··· Material to process ···
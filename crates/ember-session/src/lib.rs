//! Ember Session - game lifecycle and character creation
//!
//! Provides the session-level building blocks:
//! - `StateManager` — trait for the save/load/quit lifecycle
//! - `GameSession` — the engine's state manager implementation
//! - `CharGen` — character-creation wizard state machine

mod chargen;
mod session;

pub use chargen::{
    CharGen, CharacterSheet, ChargenEvent, ClassPath, CreationStage, Dialog, ReviewTarget,
    Specialization,
};
pub use session::{Character, GameSession, SessionState, Slot, SlotId, StateManager};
···
### Exercise
Among the lines above, find those with the word "StateManager" and list them.

### Answer section
//! - `StateManager` — trait for the save/load/quit lifecycle
pub use session::{Character, GameSession, SessionState, Slot, SlotId, StateManager};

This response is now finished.